TASK GOAL: A line belongs in the answer only if it contains the word "DiscardReason"; copy every such line from the listing below.

INFORMATION SHOWN:
//! Playback session: the lifecycle of one utterance's audio.
//!
//! ```text
//!   Idle ──first delivery──▶ Streaming
//!    │                          │
//!    ├──────────────────────────┼──▶ Superseded   (speak() again; terminal)
//!    ├──────────────────────────┼──▶ Stopped      (stop(); sink paused, kept)
//!    └──────────────────────────┴──▶ ConnectionLost (socket closed)
//! ```
//!
//! There is no "completed" state: the protocol has no end-of-utterance
//! marker, so a session streams until something else ends it.

use std::fmt;

use bytes::Bytes;
use serde::{Deserialize, Serialize};

use crate::audio_io::{AppendCompletion, StreamingAudioSink};
use crate::error::SinkError;
use crate::events::DiscardReason;
use crate::queue::ChunkQueue;

/// Identity of an utterance. Doubles as the request sequence number, so it
/// is strictly increasing within one engine.
#[derive(Debug, Clone, Copy, PartialEq, Eq, PartialOrd, Ord, Hash, Serialize, Deserialize)]
pub struct SessionId(u64);

impl SessionId {
    pub const fn new(value: u64) -> Self {
        Self(value)
    }

    pub const fn get(self) -> u64 {
        self.0
    }

    #[must_use]
    pub const fn next(self) -> Self {
        Self(self.0 + 1)
    }
}

impl fmt::Display for SessionId {
    fn fmt(&self, f: &mut fmt::Formatter<'_>) -> fmt::Result {
        write!(f, "#{}", self.0)
    }
}

/// Current state of a playback session.
#[derive(Debug, Clone, Copy, PartialEq, Eq, Serialize, Deserialize)]
pub enum SessionState {
    /// Created, sink allocated, nothing delivered yet.
    Idle,
    /// At least one chunk delivered; output auto-starts.
    Streaming,
    /// Replaced by a newer utterance. Terminal.
    Superseded,
    /// Paused by the user. Chunks keep buffering but output stays paused.
    Stopped,
    /// The socket closed while the session was active. No more chunks can
    /// arrive for it.
    ConnectionLost,
}

/// Result of one append's completion signal.
#[derive(Debug, PartialEq, Eq)]
pub enum AppendOutcome {
    /// The chunk was accepted. `playback` is the outcome of the auto-start
    /// attempt, if one was made.
    Appended {
        bytes: usize,
        playback: Option<Result<(), SinkError>>,
    },
    /// The sink rejected the chunk; draining continues with the next one.
    Rejected { bytes: usize, error: SinkError },
}

/// Playback of one utterance: its queue, its sink and its state.
pub struct PlaybackSession {
    id: SessionId,
    state: SessionState,
    queue: ChunkQueue,
    sink: Option<Box<dyn StreamingAudioSink>>,
    /// Size of the chunk in flight and its completion signal.
    in_flight: Option<(usize, AppendCompletion)>,
    playing: bool,
}

impl PlaybackSession {
    pub fn new(id: SessionId, sink: Box<dyn StreamingAudioSink>) -> Self {
        Self {
            id,
            state: SessionState::Idle,
            queue: ChunkQueue::new(),
            sink: Some(sink),
            in_flight: None,
            playing: false,
        }
    }

    pub const fn id(&self) -> SessionId {
        self.id
    }

    pub const fn state(&self) -> SessionState {
        self.state
    }

    /// Chunks waiting behind the in-flight one.
    pub fn queued(&self) -> usize {
        self.queue.len()
    }

    pub const fn is_playing(&self) -> bool {
        self.playing
    }

    /// Take a chunk that arrived for this session.
    pub fn accept(&mut self, chunk: Bytes) -> Result<(), DiscardReason> {
        match self.state {
            SessionState::Superseded => Err(DiscardReason::Superseded),
            SessionState::ConnectionLost => Err(DiscardReason::ConnectionLost),
            SessionState::Idle | SessionState::Streaming | SessionState::Stopped => {
                if self.queue.enqueue(chunk) {
                    Ok(())
                } else {
                    Err(DiscardReason::Superseded)
                }
            }
        }
    }

    /// Deliver the next chunk if the sink can take it.
    ///
    /// Returns the new state when the first delivery moves the session from
    /// `Idle` to `Streaming`.
    pub fn pump(&mut self) -> Option<SessionState> {
        if self.in_flight.is_some() {
            return None;
        }
        let sink = self.sink.as_deref_mut()?;
        let bytes = self.queue.front_len().unwrap_or(0);
        let completion = self.queue.drain(sink)?;
        self.in_flight = Some((bytes, completion));

        tracing::debug!(session = %self.id, bytes, queued = self.queue.len(), "Chunk handed to sink");

        if self.state == SessionState::Idle {
            self.state = SessionState::Streaming;
            return Some(SessionState::Streaming);
        }
        None
    }

    /// Wait for the in-flight append to resolve. Pending forever when
    /// nothing is in flight, so it can sit in a `select!`.
    pub async fn next_append(&mut self) -> Result<(), SinkError> {
        match self.in_flight.as_mut() {
            Some((_, completion)) => completion.await,
            None => std::future::pending().await,
        }
    }

    /// Record the outcome of the append that [`next_append`](Self::next_append)
    /// just returned, and auto-start output after the first success.
    pub fn on_append_complete(&mut self, result: Result<(), SinkError>) -> AppendOutcome {
        let bytes = self.in_flight.take().map_or(0, |(bytes, _)| bytes);
        self.queue.complete();

        if let Err(error) = result {
            tracing::warn!(session = %self.id, bytes, error = %error, "Sink rejected chunk, skipping");
            return AppendOutcome::Rejected { bytes, error };
        }

        let playback = if self.state == SessionState::Streaming && !self.playing {
            self.sink.as_deref_mut().map(|sink| {
                let started = sink.play();
                self.playing = started.is_ok();
                started
            })
        } else {
            None
        };

        AppendOutcome::Appended { bytes, playback }
    }

    /// Pause output. Repeated calls only re-pause the sink.
    pub fn stop(&mut self) -> Option<SessionState> {
        if let Some(sink) = self.sink.as_deref_mut() {
            sink.pause();
        }
        self.playing = false;

        match self.state {
            SessionState::Idle | SessionState::Streaming => {
                self.state = SessionState::Stopped;
                Some(SessionState::Stopped)
            }
            _ => None,
        }
    }

    /// The socket closed under this session.
    pub fn connection_lost(&mut self) -> Option<SessionState> {
        match self.state {
            SessionState::Idle | SessionState::Streaming => {
                self.state = SessionState::ConnectionLost;
                Some(SessionState::ConnectionLost)
            }
            _ => None,
        }
    }

    /// Hard cutover to a newer utterance.
    ///
    /// Returns the queued chunks that were discarded and the completion
    /// signal of an append that was already in flight, which the caller may
    /// let finish. The sink is released.
    pub fn supersede(&mut self) -> (Vec<Bytes>, Option<AppendCompletion>) {
        if self.state == SessionState::Superseded {
            return (Vec::new(), None);
        }
        let released = self.release();
        self.state = SessionState::Superseded;
        released
    }

    /// Discard queued chunks and release the sink without a state change.
    pub fn release(&mut self) -> (Vec<Bytes>, Option<AppendCompletion>) {
        let dropped = self.queue.cancel();
        let in_flight = self.in_flight.take().map(|(_, completion)| completion);
        if let Some(mut sink) = self.sink.take() {
            sink.pause();
        }
        self.playing = false;
        (dropped, in_flight)
    }
}

impl fmt::Debug for PlaybackSession {
    fn fmt(&self, f: &mut fmt::Formatter<'_>) -> fmt::Result {
        f.debug_struct("PlaybackSession")
            .field("id", &self.id)
            .field("state", &self.state)
            .field("queued", &self.queue.len())
            .field("in_flight", &self.in_flight.is_some())
            .field("playing", &self.playing)
            .finish_non_exhaustive()
    }
}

YOUR RESPONSE:
use crate::events::DiscardReason;
    pub fn accept(&mut self, chunk: Bytes) -> Result<(), DiscardReason> {
            SessionState::Superseded => Err(DiscardReason::Superseded),
            SessionState::ConnectionLost => Err(DiscardReason::ConnectionLost),
                    Err(DiscardReason::Superseded)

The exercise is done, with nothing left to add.